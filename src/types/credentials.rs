use serde::{Deserialize, Serialize};
use std::fmt;

/// Server endpoint and login. Immutable once handed to a client or database.
#[derive(Clone, Default, PartialEq, Eq, Serialize, Deserialize)]
pub struct Credentials {
    pub host: String,
    pub port: u16,
    pub username: Option<String>,
    pub password: Option<String>,
    /// Takes precedence over the discrete fields when set.
    pub connection_string: Option<String>,
}

impl Credentials {
    pub fn new(host: impl Into<String>, port: u16) -> Self {
        Self {
            host: host.into(),
            port,
            ..Default::default()
        }
    }

    pub fn from_connection_string(url: impl Into<String>) -> Self {
        Self {
            connection_string: Some(url.into()),
            ..Default::default()
        }
    }

    pub fn with_login(mut self, username: impl Into<String>, password: impl Into<String>) -> Self {
        self.username = Some(username.into());
        self.password = Some(password.into());
        self
    }
}

// Keep the password out of logs.
impl fmt::Debug for Credentials {
    fn fmt(&self, f: &mut fmt::Formatter<'_>) -> fmt::Result {
        f.debug_struct("Credentials")
            .field("host", &self.host)
            .field("port", &self.port)
            .field("username", &self.username)
            .field("password", &self.password.as_ref().map(|_| "<redacted>"))
            .field(
                "connection_string",
                &self.connection_string.as_ref().map(|_| "<redacted>"),
            )
            .finish()
    }
}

- The task -
Write the lines out verbatim, from the one with "self.password = Some(password.into());" through the last line of the entries, and stop there.

- Written answer -
        self.password = Some(password.into());
        self
    }
}

// Keep the password out of logs.
impl fmt::Debug for Credentials {
    fn fmt(&self, f: &mut fmt::Formatter<'_>) -> fmt::Result {
        f.debug_struct("Credentials")
            .field("host", &self.host)
            .field("port", &self.port)
            .field("username", &self.username)
            .field("password", &self.password.as_ref().map(|_| "<redacted>"))
            .field(
                "connection_string",
                &self.connection_string.as_ref().map(|_| "<redacted>"),
            )
            .finish()
    }
}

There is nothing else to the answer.